Who are the new Japanese?

By Eric X.Li (China Daily) Updated: 2014-06-09 07:41

Abe's speech at this year's Shangri-La Dialogue suggesting they will be the stewards of peace in Asia was simply self-serving hypocrisy

Last month, President Barack Obama sought to define a new foreign policy doctrine for the United States. In his much anticipated Commencement Address at the West Point Military Academy, he set a bar for American military intervention abroad that is the highest in recent memory - when the US' interests are directly threatened. Perhaps the lessons of Iraq, Afghanistan, and Libya are beginning to sink in and be structurally reflected in US foreign policy.
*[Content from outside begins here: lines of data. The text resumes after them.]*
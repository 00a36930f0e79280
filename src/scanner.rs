use std::sync::Arc;
use std::time::Duration;

use tokio::sync::{mpsc, Mutex};
use tokio::task::JoinSet;
use tracing::{debug, trace};

use crate::error::Result;
use crate::output::ReportSink;
use crate::ports::PortSet;
use crate::prober::{self, Connector, ProbePolicy, TcpConnector};
use crate::reporter::ProgressReporter;
use crate::stats::ScanStats;
use crate::targets::HostSet;
use crate::types::{OpenPort, ScanJob, ScanOutcome, ScanSummary};

/// Queue slots per worker between the producer and the pool.
const QUEUE_DEPTH_PER_WORKER: usize = 10;

/// Run parameters for one scan.
#[derive(Debug, Clone, Copy, PartialEq, Eq)]
pub struct ScanConfig {
    /// Number of concurrent workers (at least one is always started).
    pub concurrency: usize,
    pub probe: ProbePolicy,
    /// Interval between progress lines.
    pub progress_every: Duration,
}

impl Default for ScanConfig {
    fn default() -> Self {
        Self {
            concurrency: 100,
            probe: ProbePolicy::default(),
            progress_every: Duration::from_secs(5),
        }
    }
}

impl ScanConfig {
    pub fn workers(&self) -> usize {
        self.concurrency.max(1)
    }

    pub fn queue_capacity(&self) -> usize {
        self.workers().saturating_mul(QUEUE_DEPTH_PER_WORKER)
    }
}

/// Number of jobs a scan of `hosts` × `ports` generates.
pub fn total_jobs(hosts: &HostSet, ports: &PortSet) -> u64 {
    hosts.len() as u64 * ports.len() as u64
}

/// Cross product of `hosts` × `ports`, hosts outer and ports inner.
pub fn jobs<'a>(hosts: &'a HostSet, ports: &'a PortSet) -> impl Iterator<Item = ScanJob> + 'a {
    hosts.iter().flat_map(move |host| {
        let host: Arc<str> = Arc::from(host);
        ports.iter().map(move |port| ScanJob {
            host: host.clone(),
            port,
        })
    })
}

/// Probe every (host, port) pair with a fixed pool of workers.
///
/// - A single producer walks hosts outer, ports inner, into a bounded queue;
///   it waits whenever the queue is full.
/// - Exactly `config.workers()` workers drain the queue; each job is taken by
///   one worker only.
/// - Open ports go to `sink` as soon as they are found.
/// - The summary is computed after every worker has exited and the progress
///   reporter has been stopped.
pub async fn run(
    hosts: &HostSet,
    ports: &PortSet,
    config: &ScanConfig,
    sink: Arc<dyn ReportSink>,
) -> Result<ScanSummary> {
    run_with(hosts, ports, config, sink, Arc::new(TcpConnector)).await
}

/// [`run`] with a custom [`Connector`] for each attempt.
pub async fn run_with<C>(
    hosts: &HostSet,
    ports: &PortSet,
    config: &ScanConfig,
    sink: Arc<dyn ReportSink>,
    connector: Arc<C>,
) -> Result<ScanSummary>
where
    C: Connector + 'static,
{
    let total = total_jobs(hosts, ports);
    dispatch(jobs(hosts, ports), total, config, sink, connector).await
}

pub(crate) async fn dispatch<I, C>(
    jobs: I,
    total: u64,
    config: &ScanConfig,
    sink: Arc<dyn ReportSink>,
    connector: Arc<C>,
) -> Result<ScanSummary>
where
    I: IntoIterator<Item = ScanJob>,
    C: Connector + 'static,
{
    let stats = Arc::new(ScanStats::new());
    let reporter =
        ProgressReporter::spawn(stats.clone(), total, config.progress_every, sink.clone());

    let (tx, rx) = mpsc::channel::<ScanJob>(config.queue_capacity());
    let rx = Arc::new(Mutex::new(rx));

    let mut workers = JoinSet::new();
    for id in 0..config.workers() {
        workers.spawn(worker(
            id,
            rx.clone(),
            config.probe,
            connector.clone(),
            stats.clone(),
            sink.clone(),
        ));
    }
    debug!(workers = config.workers(), total, "dispatching jobs");

    for job in jobs {
        if tx.send(job).await.is_err() {
            // Every worker is gone; the join below reports why.
            break;
        }
    }
    // Closing the queue is the workers' only stop signal.
    drop(tx);

    let mut failure = None;
    while let Some(res) = workers.join_next().await {
        if let Err(e) = res {
            failure.get_or_insert(e);
        }
    }
    reporter.stop().await;

    if let Some(e) = failure {
        return Err(e.into());
    }

    let snap = stats.snapshot();
    debug!(scanned = snap.scanned, open = snap.open, "scan finished");
    Ok(ScanSummary::new(total, snap.scanned, snap.open, snap.elapsed))
}

async fn worker<C: Connector>(
    id: usize,
    jobs: Arc<Mutex<mpsc::Receiver<ScanJob>>>,
    policy: ProbePolicy,
    connector: Arc<C>,
    stats: Arc<ScanStats>,
    sink: Arc<dyn ReportSink>,
) {
    loop {
        // Lock is released before probing so other workers can pull.
        let next = jobs.lock().await.recv().await;
        let Some(job) = next else { break };

        let open = prober::attempt_via(connector.as_ref(), &job.host, job.port, &policy).await;
        let outcome = ScanOutcome { job, open };
        if outcome.open {
            report_open(&outcome.job, sink.as_ref()).await;
            stats.record_open();
        }
        stats.record_attempt();
    }
    trace!(worker = id, "queue drained");
}

async fn report_open(job: &ScanJob, sink: &dyn ReportSink) {
    let address = prober::resolve_display(&job.host).await;
    sink.open_port(&OpenPort {
        address,
        port: job.port,
    });
}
Perhaps the demands of the American people for a "pivot" to Ohio, rather than the far-flung oceans of Asia, are finally being heard.

Many worry that a self-reflective and retrenching US is leaving a void in the world's balance of power. But hold your breath, here is Japanese Prime Minister Shinzo Abe to the rescue. In his keynote address at this year's Shangri-La Dialogue in Singapore, Abe proposed a groundbreaking new concept: The New Japanese. A new breed of international and peace-loving Japanese that is going to confidently step forward and safeguard the world order, at least in Asia.

There was only one theme to Abe's speech and it can be summarized as follows: China is the enemy (without naming it, of course). Japan is the new steward of peace and stability in Asia on the basis of rule of law. Japan will support whichever countries decide to oppose China. (Here he did name some, Vietnam and the Philippines.) Japan will back them politically, economically, and, yes, militarily. Japanese naval hardware is to be made available to China's adversaries.

Abe rightly pointed out that Asia is synonymous with growth. In the past few decades, perhaps no region has benefited more from the current global order than here. Asia's prosperity is nothing short of a miracle of the modern era.

This amazing achievement has been built on two pillars. First, the global economic and security architecture designed, built, and sustained by the US, which has served as the guarantor of regional peace upon which economic development has depended. And a post-World War II legally pacifist Japan is a key component of that architecture. Second, China, the largest nation in Asia, has been the single most important engine of growth, serving as the locomotive in good times and the growth of last resort in bad times.

At the moment, these twin foundations of the Asian miracle are in trouble. The US is suffering from an acute case of imperial overreach. Its military involvements around the world have drained its resources. Its leadership of the globalization project has caused deep and structural imbalances in its own economy. Its social contract, the bedrock of US success for a century and a half, is seriously threatened. The US has now found that the costs of sustaining the global order far exceed the benefits.